Going the other way, the best case scenario would seem to be to make the indoor conditions as close to the outdoor as possible to minimize the shock of transition (including "hardening" the pampered hothouse darlings to cooler and less stable outside temperatures).

All of which is to say I guess that the flowering signal is probably not just a simple binary of receiving greater than or less than 12 hours of illumination and to try to sync conditions in the grow room to those outside, possibly even moving the plants outside when the lights are off.

That's just my .02. I'm sure there are lots of people here who have actually done this who would have something more useful to say.

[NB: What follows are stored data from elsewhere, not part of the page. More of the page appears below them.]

//! Audio Stream Module
//!
//! This module handles CPAL audio stream management including:
//! - Stream initialization and configuration
//! - Audio callback setup
//! - Real-time message processing

use cpal::traits::{DeviceTrait, HostTrait, StreamTrait};
use cpal::{BufferSize, Stream, StreamConfig};
use env_logger::{Builder, Env};
use rtrb::{Consumer, Producer, RingBuffer};
use std::sync::{Arc, Mutex};

use crate::audio_engine::constants::{CONTROL_RING_CAPACITY, EVENT_RING_CAPACITY};
use crate::audio_engine::master_bus::MasterBus;
use crate::audio_engine::mixer::{Playheads, RtMixer};
use crate::messages::{AudioMessage, ControlMessage};

/// Handle to the audio stream with associated message channels
pub struct AudioStreamHandle {
    pub stream: Stream,
    pub producer: Arc<Mutex<Producer<ControlMessage>>>,
    pub consumer: Arc<Mutex<Consumer<AudioMessage>>>,
    pub playheads: Arc<Playheads>,
    pub output_channels: usize,
    pub output_sample_rate: u32,
}

/// Setup and configure the logger
pub fn setup_logger() {
    // Default to `info`; override via `RUST_LOG`, e.g. `RUST_LOG=debug`.
    Builder::from_env(Env::default().default_filter_or("info"))
        .format_timestamp(None)
        .try_init()
        .unwrap_or(()); // Ignore initialization errors
}

/// Applies one UI command to the mixer.
fn dispatch(mixer: &mut RtMixer, message: ControlMessage) {
    match message {
        ControlMessage::Reset { voice } => mixer.reset_voice(voice),
        ControlMessage::LoadSample { voice, sample } => mixer.load_sample(voice, sample),
        ControlMessage::Play { voice, epoch } => mixer.play(voice, epoch),
        ControlMessage::Pause { voice } => mixer.pause(voice),
        ControlMessage::Halt { voice } => mixer.halt(voice),
        ControlMessage::Seek { voice, seconds } => mixer.seek(voice, seconds),
        ControlMessage::SetVolume { voice, volume } => mixer.set_volume(voice, volume),
        ControlMessage::SetPan { voice, pan } => mixer.set_pan(voice, pan),
        ControlMessage::SetLoop { voice, looping } => mixer.set_loop(voice, looping),
        ControlMessage::SetGain { voice, gain } => mixer.set_gain(voice, gain),
        ControlMessage::Fade {
            voice,
            ramp,
            from,
            to,
            duration_sec,
        } => mixer.fade(voice, ramp, from, to, duration_sec),
        ControlMessage::CancelFade { voice, ramp } => mixer.cancel_fade(voice, ramp),
        ControlMessage::AttachTap { voice, producer } => mixer.attach_tap(voice, producer),
        ControlMessage::DetachTap { voice } => mixer.detach_tap(voice),
        ControlMessage::Release { voice } => mixer.release(voice),
    }
}

/// Create and configure the audio stream
///
/// This function:
/// 1. Sets up the default audio device
/// 2. Creates ring buffers for message passing
/// 3. Initializes the mixer on the shared master bus
/// 4. Builds and returns the audio stream
pub fn create_audio_stream(
    master: Arc<MasterBus>,
) -> Result<AudioStreamHandle, Box<dyn std::error::Error>> {
    setup_logger();

    let host = cpal::default_host();
    let device = host
        .default_output_device()
        .ok_or("No audio device found")?;

    let config = device.default_output_config()?;
    let sample_rate = config.sample_rate();
    let channels = config.channels();

    log::info!(
        "Starting Soundboard... ({} ch@{} Hz)",
        channels,
        sample_rate
    );

    // UI -> audio thread commands
    let (producer_in, mut consumer_in) = RingBuffer::new(CONTROL_RING_CAPACITY);

    // Audio thread -> UI events
    let (mut producer_out, consumer_out) = RingBuffer::new(EVENT_RING_CAPACITY);

    let playheads = Arc::new(Playheads::new());
    let mut mixer = RtMixer::new(channels as usize, sample_rate, master, playheads.clone());

    let stream_config = StreamConfig {
        channels,
        sample_rate,
        buffer_size: BufferSize::Fixed(512),
    };

    let stream = device.build_output_stream(
        &stream_config,
        move |data: &mut [f32], _: &cpal::OutputCallbackInfo| {
            while let Ok(message) = consumer_in.pop() {
                dispatch(&mut mixer, message);
            }

            mixer.render(data);

            mixer.drain_ended(|voice, epoch| {
                let _ = producer_out.push(AudioMessage::Ended { voice, epoch });
            });
        },
        |err| {
            log::error!("Audio stream error: {}", err);
        },
        None,
    )?;

    Ok(AudioStreamHandle {
        stream,
        producer: Arc::new(Mutex::new(producer_in)),
        consumer: Arc::new(Mutex::new(consumer_out)),
        playheads,
        output_channels: channels as usize,
        output_sample_rate: sample_rate,
    })
}

/// Start playing the audio stream
pub fn start_stream(stream: &Stream) -> Result<(), Box<dyn std::error::Error>> {
    stream.play()?;
    Ok(())
}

Good luck and have fun. :)
 
I got to thinking about this on my walk this evening. If this were my outdoor grow, I'd look up the number of hours of daylight when I planned to set out the plants and actually give them significantly less. So if they're going out when there are 15 hours of light I'd give them 14 and be sure to center those hours around solar noon, e.g lights on 7 hours before solar noon and out 7 hours after. That way the plant is on-cycle and sees longer days when it goes outside. I would still want to give them some time outdoors to harden them, especially at night. So lights out at 7 PM, out the door until sunrise--something like that.
 
I got to thinking about this on my walk this evening. If this were my outdoor grow, I'd look up the number of hours of daylight when I planned to set out the plants and actually give them significantly less. So if they're going out when there are 15 hours of light I'd give them 14 and be sure to center those hours around solar noon, e.g lights on 7 hours before solar noon and out 7 hours after. That way the plant is on-cycle and sees longer days when it goes outside. I would still want to give them some time outdoors to harden them, especially at night. So lights out at 7 PM, out the door until sunrise--something like that.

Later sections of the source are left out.